«Los jóvenes de hoy día no tenéis sentido del tiempo. Solo pensáis en él para decir que no lo tenéis». Con esta frase, pronunciada por uno de los diversos interlocutores que la protagonista de The Scout va encontrando en su camino, se desvela una de las claves más importantes del debut de Paula González-Nasser en la dirección: cómo la cotidianidad del mundo laboral y de las relaciones humanas del siglo XXI ha descendido a la anécdota, al momento, al ‹reel› de Instagram o al vídeo viral de menos de un minuto de TikTok.
Pero vayamos un poco atrás en el tiempo y retrocedamos hasta 1999, año del estreno de El club de la lucha. La pregunta se hace obvia: ¿qué puede tener en común un film como el de Fincher con The Scout? Evidentemente, nada en lo formal, pero en lo temático encontramos una conexión casi profética. Tyler Durden lo advertía a las puertas del nuevo siglo: el mundo que viene es el de las minirraciones. De comida, de emociones, de relaciones breves. Las conversaciones casuales se convierten, pues, en una minirración de amistad.
Ya de vuelta en 2026, la protagonista de The Scout se encuentra justamente en ese mundo sin ser consciente de ello.

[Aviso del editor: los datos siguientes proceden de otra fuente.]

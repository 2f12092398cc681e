/********************************************************************************
 * Copyright (c) 2026 Contributors to the Eclipse Foundation
 *
 * See the NOTICE file(s) distributed with this work for additional
 * information regarding copyright ownership.
 *
 * This program and the accompanying materials are made available under the
 * terms of the Apache License Version 2.0 which is available at
 * https://www.apache.org/licenses/LICENSE-2.0
 *
 * SPDX-License-Identifier: Apache-2.0
 ********************************************************************************/

use post_office::collaborators::{
    ManagementService, Queue, QueueSettings, QueueSettingsRepository, ResourceManager,
};
use post_office::{Address, PostOfficeError, TransactionId};
use std::collections::BTreeSet;
use std::sync::{Arc, Mutex};

/// Keeps the currently registered addresses and queues.
#[derive(Default)]
pub struct RecordingManagement {
    addresses: Mutex<BTreeSet<Address>>,
    queues: Mutex<BTreeSet<String>>,
}

impl RecordingManagement {
    pub fn addresses(&self) -> Vec<Address> {
        self.addresses.lock().unwrap().iter().cloned().collect()
    }

    pub fn queues(&self) -> Vec<String> {
        self.queues.lock().unwrap().iter().cloned().collect()
    }
}

impl ManagementService for RecordingManagement {
    fn register_address(&self, address: &Address) -> Result<(), PostOfficeError> {
        self.addresses.lock().unwrap().insert(address.clone());
        Ok(())
    }

    fn unregister_address(&self, address: &Address) -> Result<(), PostOfficeError> {
        self.addresses.lock().unwrap().remove(address);
        Ok(())
    }

    fn register_queue(
        &self,
        queue: &Arc<dyn Queue>,
        _address: &Address,
    ) -> Result<(), PostOfficeError> {
        self.queues.lock().unwrap().insert(queue.name().to_string());
        Ok(())
    }

    fn unregister_queue(
        &self,
        queue_name: &str,
        _address: &Address,
    ) -> Result<(), PostOfficeError> {
        self.queues.lock().unwrap().remove(queue_name);
        Ok(())
    }
}

#[derive(Default)]
pub struct RecordingResourceManager {
    recovered: Mutex<Vec<TransactionId>>,
}

impl RecordingResourceManager {
    pub fn recovered_transactions(&self) -> Vec<TransactionId> {
        self.recovered.lock().unwrap().clone()
    }
}

impl ResourceManager for RecordingResourceManager {
    fn put_recovered_transaction(&self, transaction_id: TransactionId) {
        self.recovered.lock().unwrap().push(transaction_id);
    }
}

/// Same settings for every queue.
#[derive(Default)]
pub struct StaticQueueSettings {
    pub settings: QueueSettings,
}

impl QueueSettingsRepository for StaticQueueSettings {
    fn match_settings(&self, _queue_name: &str) -> QueueSettings {
        self.settings.clone()
    }
}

Cada conversación, cada pequeña historia que se nos desvela, es un momento banal, indiferente si se quiere, pero está ahí para llenar un espacio que, bajo la apariencia de necesidad laboral, se dedica a cubrir un vacío existencial donde solo cabe el trabajo y la futilidad del encuentro; un mero intercambio de pareceres a modo de entrevista que se desvanece tan pronto como una puerta se cierra.

La búsqueda (la protagonista se dedica a buscar localizaciones para series de televisión) acaba por convertirse en algo no tan solo profesional, sino en un espacio para llenar horas en lo que son jornadas eternas y agotadoras. Hay algo, sin embargo, bajo la capa de comedia ligera que presenta el film, que resulta intencionadamente enervante: el sentimiento de vacío que siempre flota en el ambiente. Está en la banalidad de las conversaciones, en los silencios incómodos y en los espacios familiares que se convierten en simples decorados potenciales. El hecho de convertir, en definitiva, la vida en todas sus acepciones en un gran teatrillo dispuesto a ser consumido y olvidado, como las conversaciones pasadas y las llamadas nunca devueltas.
Especialmente relevante es el momento en que se produce la conversación más larga, justo con una interlocutora que anteriormente había tenido una relación de amistad con la protagonista. Una charla reveladora en cuanto a reproches contenidos, a los silencios que preceden a un ‹small talk› que salve la situación y a un intento de reconexión que ambas saben que nunca se producirá.
The Scout es, por tanto, un alegato a la anulación del ser humano como ser social pleno, sumergido en un continuo agotamiento laboral y desencanto existencial. Una mirada que hace del tedio —porque sí, el film es tedioso voluntariamente— la única forma de vivir. Y como metáfora de todo ello nos quedan esos planos de los ojos de la protagonista, contenidos ante el conocimiento de esta verdad, tratando de fingir amabilidad detrás de su vacío. Solo al final sus lágrimas parecen indicar algo diferente: ¿liberación? ¿asunción de la imposibilidad de escapar? En todo caso, un final abierto que invita a la reflexión.